Is Your Low-Carb Diet Hurting Your Bones?
Everywhere I turn it seems that there’s another spin on low-carb diets. There’s Atkins, Paleo, LCHF (low-carb, high-fat) and meat and cheese diets, to name a few, with a new one popping up seemingly every week. As a nutritionist for 25 years, that means I’ve seen a lot of low-carb diets come and go over the years. I’ve also heard a lot of questions inquiring whether these diets are a healthy option at all. Not all low-carb diets are created equally; some help and some outright harm the body, particularly when it comes to the bones.
New research in the European Journal of Nutrition found that a low-carb, high-fat diet like its namesake LCHF, meat and cheese and Atkins diets may pose a threat to bone health, particularly in men. In this study scientists found that a low-carb, high-fat diet negatively affected three markers for bone health and bone building, including: blood levels of growth hormone, bone volume and a compound that determines new growth of bones (called bone formation marker P1NP). The same study found that this was a male-specific effect and low-carb, high-fat diets did not have the same effect on female bones.
Does that mean that women should run out and gorge on bacon, pork chops and cheese platters? Absolutely not. A Harvard University study published in the journal Nature found that in as little as two days of eating a diet high in meat and cheese, the resident microbes in the human gut shift to higher numbers of inflammation-causing ones. Considering that even low grade inflammation is increasingly linked to dozens of diseases including arthritis, heart disease and cancer, anything that increases the numbers of inflammation-causing gut microbes is not a good indicator for long-term health.
So, how can you tell if your low-carb diet is right for you?

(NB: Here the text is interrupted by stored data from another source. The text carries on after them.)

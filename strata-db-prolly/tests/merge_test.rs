//! Diff and three-way merge behavior, including subtree pruning.

use async_trait::async_trait;
use bytes::Bytes;
use std::sync::atomic::{AtomicUsize, Ordering};
use std::sync::Arc;
use strata_db_core::{
    BufferPool, Cancellation, Encoding, FieldType, Hash, MemoryNodeStore, NodeStore, Tuple,
    TupleBuilder, TupleDescriptor,
};
use strata_db_prolly::{three_way_merge, Diff, DiffKind, Map};

/// Store wrapper counting reads, for pruning assertions.
#[derive(Debug)]
struct CountingStore {
    inner: MemoryNodeStore,
    reads: AtomicUsize,
}

impl CountingStore {
    fn new() -> Self {
        Self {
            inner: MemoryNodeStore::new(),
            reads: AtomicUsize::new(0),
        }
    }

    fn reads(&self) -> usize {
        self.reads.load(Ordering::Relaxed)
    }
}

#[async_trait]
impl NodeStore for CountingStore {
    async fn read(&self, hash: Hash, cancel: &Cancellation) -> strata_db_core::Result<Bytes> {
        self.reads.fetch_add(1, Ordering::Relaxed);
        self.inner.read(hash, cancel).await
    }

    async fn write(&self, bytes: Bytes, cancel: &Cancellation) -> strata_db_core::Result<Hash> {
        self.inner.write(bytes, cancel).await
    }

    fn pool(&self) -> &BufferPool {
        self.inner.pool()
    }
}

fn key_desc() -> TupleDescriptor {
    TupleDescriptor::new(vec![FieldType::new(Encoding::String, false)])
}

fn val_desc() -> TupleDescriptor {
    TupleDescriptor::new(vec![FieldType::new(Encoding::Int64, true)])
}

fn skey(pool: &BufferPool, s: &str) -> Tuple {
    let mut bld = TupleBuilder::new(key_desc());
    bld.put_string(0, s);
    bld.build(pool).unwrap()
}

fn ival(pool: &BufferPool, v: i64) -> Tuple {
    let mut bld = TupleBuilder::new(val_desc());
    bld.put_int64(0, v);
    bld.build(pool).unwrap()
}

async fn map_with(store: &Arc<dyn NodeStore>, pairs: &[(&str, i64)]) -> Map {
    let mut m = Map::new_empty(store.clone(), key_desc(), val_desc())
        .await
        .unwrap()
        .mutate();
    for &(k, v) in pairs {
        m.put(skey(store.pool(), k), ival(store.pool(), v)).unwrap();
    }
    m.materialize(&Cancellation::new()).await.unwrap()
}

async fn get_val(map: &Map, store: &Arc<dyn NodeStore>, k: &str) -> Option<i64> {
    let vd = val_desc();
    map.get(&skey(store.pool(), k), &Cancellation::new(), |pair| {
        pair.map(|(_, v)| {
            let v = Tuple::from_bytes(Bytes::copy_from_slice(v));
            vd.get_int64(0, &v).unwrap()
        })
    })
    .await
    .unwrap()
}

fn keep_left() -> impl FnMut(&Diff, &Diff) -> Option<Diff> + Send + 'static {
    |left: &Diff, _right: &Diff| Some(left.clone())
}

#[tokio::test]
async fn test_diff_streams_changes_in_key_order() {
    let store: Arc<dyn NodeStore> = Arc::new(MemoryNodeStore::new());
    let from = map_with(&store, &[("a", 1), ("b", 2), ("c", 3)]).await;
    let to = map_with(&store, &[("b", 2), ("c", 30), ("d", 4)]).await;

    let mut kinds = Vec::new();
    let kd = key_desc();
    from.diff(&to, &Cancellation::new(), |d| {
        let key = kd.get_string(0, &d.key).unwrap().to_string();
        kinds.push((key, d.kind));
        Ok(())
    })
    .await
    .unwrap();

    assert_eq!(
        kinds,
        vec![
            ("a".to_string(), DiffKind::Removed),
            ("c".to_string(), DiffKind::Modified),
            ("d".to_string(), DiffKind::Added),
        ]
    );
}

#[tokio::test]
async fn test_diff_of_identical_maps_reads_nothing() {
    let store = Arc::new(CountingStore::new());
    let dyn_store: Arc<dyn NodeStore> = store.clone();
    let pairs: Vec<(String, i64)> = (0..2000).map(|i| (format!("k{i:06}"), i)).collect();
    let pair_refs: Vec<(&str, i64)> = pairs.iter().map(|(k, v)| (k.as_str(), *v)).collect();
    let m = map_with(&dyn_store, &pair_refs).await;

    let before = store.reads();
    let mut count = 0usize;
    m.diff(&m.clone(), &Cancellation::new(), |_| {
        count += 1;
        Ok(())
    })
    .await
    .unwrap();

    assert_eq!(count, 0, "identical maps must produce an empty stream");
    assert_eq!(store.reads(), before, "equal roots must read zero nodes");
}

#[tokio::test]
async fn test_diff_prunes_shared_subtrees() {
    let store = Arc::new(CountingStore::new());
    let dyn_store: Arc<dyn NodeStore> = store.clone();
    let pairs: Vec<(String, i64)> = (0..5000).map(|i| (format!("k{i:06}"), i)).collect();
    let pair_refs: Vec<(&str, i64)> = pairs.iter().map(|(k, v)| (k.as_str(), *v)).collect();
    let base = map_with(&dyn_store, &pair_refs).await;

    // change exactly one key near the middle
    let mut m = base.clone().mutate();
    m.put(skey(dyn_store.pool(), "k002500"), ival(dyn_store.pool(), -1))
        .unwrap();
    let changed = m.materialize(&Cancellation::new()).await.unwrap();

    let total_nodes = store.inner.len();
    let before = store.reads();
    let mut diffs = 0usize;
    base.diff(&changed, &Cancellation::new(), |d| {
        assert_eq!(d.kind, DiffKind::Modified);
        diffs += 1;
        Ok(())
    })
    .await
    .unwrap();
    let read = store.reads() - before;

    assert_eq!(diffs, 1);
    assert!(
        read < total_nodes / 2,
        "diff read {read} of {total_nodes} nodes; shared subtrees must be pruned"
    );
}

#[tokio::test]
async fn test_three_way_merge_disjoint_edits() {
    let store: Arc<dyn NodeStore> = Arc::new(MemoryNodeStore::new());
    let base = map_with(&store, &[("a", 1), ("b", 2), ("c", 3)]).await;

    // left: delete a, update b -> 20
    let mut l = base.clone().mutate();
    l.delete(skey(store.pool(), "a")).unwrap();
    l.put(skey(store.pool(), "b"), ival(store.pool(), 20)).unwrap();
    let left = l.materialize(&Cancellation::new()).await.unwrap();

    // right: insert d -> 4, update b -> 20 (same outcome as left)
    let mut r = base.clone().mutate();
    r.put(skey(store.pool(), "d"), ival(store.pool(), 4)).unwrap();
    r.put(skey(store.pool(), "b"), ival(store.pool(), 20)).unwrap();
    let right = r.materialize(&Cancellation::new()).await.unwrap();

    let result = three_way_merge(&base, &left, &right, keep_left(), &Cancellation::new())
        .await
        .unwrap();

    assert!(result.conflicts.is_empty());
    let merged = result.into_map().unwrap();
    assert_eq!(merged.count(), 3);
    assert_eq!(get_val(&merged, &store, "a").await, None);
    assert_eq!(get_val(&merged, &store, "b").await, Some(20));
    assert_eq!(get_val(&merged, &store, "c").await, Some(3));
    assert_eq!(get_val(&merged, &store, "d").await, Some(4));
}

#[tokio::test]
async fn test_three_way_merge_conflict_keeps_left() {
    let store: Arc<dyn NodeStore> = Arc::new(MemoryNodeStore::new());
    let base = map_with(&store, &[("b", 2)]).await;

    let mut l = base.clone().mutate();
    l.put(skey(store.pool(), "b"), ival(store.pool(), 20)).unwrap();
    let left = l.materialize(&Cancellation::new()).await.unwrap();

    let mut r = base.clone().mutate();
    r.put(skey(store.pool(), "b"), ival(store.pool(), 200)).unwrap();
    let right = r.materialize(&Cancellation::new()).await.unwrap();

    let refuse = |_: &Diff, _: &Diff| -> Option<Diff> { None };
    let result = three_way_merge(&base, &left, &right, refuse, &Cancellation::new())
        .await
        .unwrap();

    assert_eq!(result.conflicts.len(), 1);
    let kd = key_desc();
    assert_eq!(kd.get_string(0, &result.conflicts[0].key), Some("b"));
    assert_eq!(get_val(&result.map, &store, "b").await, Some(20));

    // strict callers can refuse a conflicted merge outright
    assert!(matches!(
        result.into_map(),
        Err(strata_db_prolly::Error::Conflicted(1))
    ));
}

#[tokio::test]
async fn test_three_way_merge_right_side_deletes() {
    let store: Arc<dyn NodeStore> = Arc::new(MemoryNodeStore::new());
    let pairs: Vec<(String, i64)> = (0..50).map(|i| (format!("k{i:02}"), i)).collect();
    let pair_refs: Vec<(&str, i64)> = pairs.iter().map(|(k, v)| (k.as_str(), *v)).collect();
    let base = map_with(&store, &pair_refs).await;

    let left = base.clone();
    let mut r = base.clone().mutate();
    r.delete(skey(store.pool(), "k25")).unwrap();
    let right = r.materialize(&Cancellation::new()).await.unwrap();

    let merged = three_way_merge(&base, &left, &right, keep_left(), &Cancellation::new())
        .await
        .unwrap()
        .into_map()
        .unwrap();

    assert_eq!(merged.count(), 49);
    assert_eq!(get_val(&merged, &store, "k25").await, None);
    assert_eq!(merged.hash_of(), right.hash_of());
}

#[tokio::test]
async fn test_merge_of_single_leaf_maps_reads_nothing() {
    // every tree here is a single leaf root, already held by its Map, so
    // the whole merge must complete without touching the store for reads
    let store = Arc::new(CountingStore::new());
    let dyn_store: Arc<dyn NodeStore> = store.clone();
    let base = map_with(&dyn_store, &[("a", 1), ("b", 2), ("c", 3)]).await;

    let mut l = base.clone().mutate();
    l.delete(skey(dyn_store.pool(), "a")).unwrap();
    l.put(skey(dyn_store.pool(), "b"), ival(dyn_store.pool(), 20))
        .unwrap();
    let left = l.materialize(&Cancellation::new()).await.unwrap();

    let mut r = base.clone().mutate();
    r.put(skey(dyn_store.pool(), "d"), ival(dyn_store.pool(), 4))
        .unwrap();
    let right = r.materialize(&Cancellation::new()).await.unwrap();

    let before = store.reads();
    let merged = three_way_merge(&base, &left, &right, keep_left(), &Cancellation::new())
        .await
        .unwrap()
        .into_map()
        .unwrap();
    assert_eq!(store.reads(), before, "merge of root-only trees must not read");
    assert_eq!(merged.count(), 3);
    assert_eq!(get_val(&merged, &dyn_store, "b").await, Some(20));
    assert_eq!(get_val(&merged, &dyn_store, "d").await, Some(4));
}

#[tokio::test]
async fn test_merge_observes_cancellation() {
    let store: Arc<dyn NodeStore> = Arc::new(MemoryNodeStore::new());
    let base = map_with(&store, &[("a", 1)]).await;
    let mut l = base.clone().mutate();
    l.put(skey(store.pool(), "b"), ival(store.pool(), 2)).unwrap();
    let left = l.materialize(&Cancellation::new()).await.unwrap();
    let mut r = base.clone().mutate();
    r.put(skey(store.pool(), "c"), ival(store.pool(), 3)).unwrap();
    let right = r.materialize(&Cancellation::new()).await.unwrap();

    let cancel = Cancellation::new();
    cancel.cancel();
    let result = three_way_merge(&base, &left, &right, keep_left(), &cancel).await;
    assert!(matches!(
        result,
        Err(strata_db_prolly::Error::Core(
            strata_db_core::Error::Cancelled
        ))
    ));
}

#[tokio::test]
async fn test_merge_rejects_mismatched_schemas() {
    let store: Arc<dyn NodeStore> = Arc::new(MemoryNodeStore::new());
    let base = map_with(&store, &[("a", 1)]).await;
    let other_kd = TupleDescriptor::new(vec![FieldType::new(Encoding::Uint64, false)]);
    let odd = Map::new_empty(store.clone(), other_kd, val_desc())
        .await
        .unwrap();

    let result = three_way_merge(&base, &odd, &base, keep_left(), &Cancellation::new()).await;
    assert!(result.is_err());
}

Here are some of the factors I consider when evaluating low-carb diets:
1) Any diet that eliminates or reduces “good carbs” like vegetables and legumes is unlikely to support health in the long-term. An ever-growing volume of research shows the value of plant-based diets.
2) Any diet that does not differentiate between sources of proteins, claiming that all protein sources are beneficial or acceptable on the diet, is of little value. The reality is that there is a huge difference between the body’s ability to digest and absorb amino acids from different types of protein. And, let’s face it: nitrite-packed, high-fat bacon does not offer the same health benefits as raw nuts, seeds or fish.
3) If you’re worried about bone health and are male, you should definitely skip low-carb diets that are also high in fat.
4) Gut health is increasingly linked to the health of every other part of the body. Throwing off gut health through consumption of high amounts of meat and cheese is never going to be a strategy for health.
5) Even a plant-based diet should include a small amount of protein (4 to 6 ounces of fish or chicken) or a handful of nuts or seeds every few hours to help keep blood sugar levels stable. Stable blood sugar levels means balanced energy and moods, less risk of obesity and improved overall health.
6) Your diet should differentiate between real food and “faux food”—what I refer to as chemical-laced, additive-rich “foods” that don’t really resemble anything actually grown or raised in nature, such as margarine or soda.
7) A diet should differentiate between good carbs (nuts, seeds, vegetables and legumes) and bad carbs (candy bars, cakes, pastries, soda, white rice, white sugar, white flour, etc.). Obviously, a diet high in good carbs and low in bad carbs is superior to one that doesn’t differentiate between them.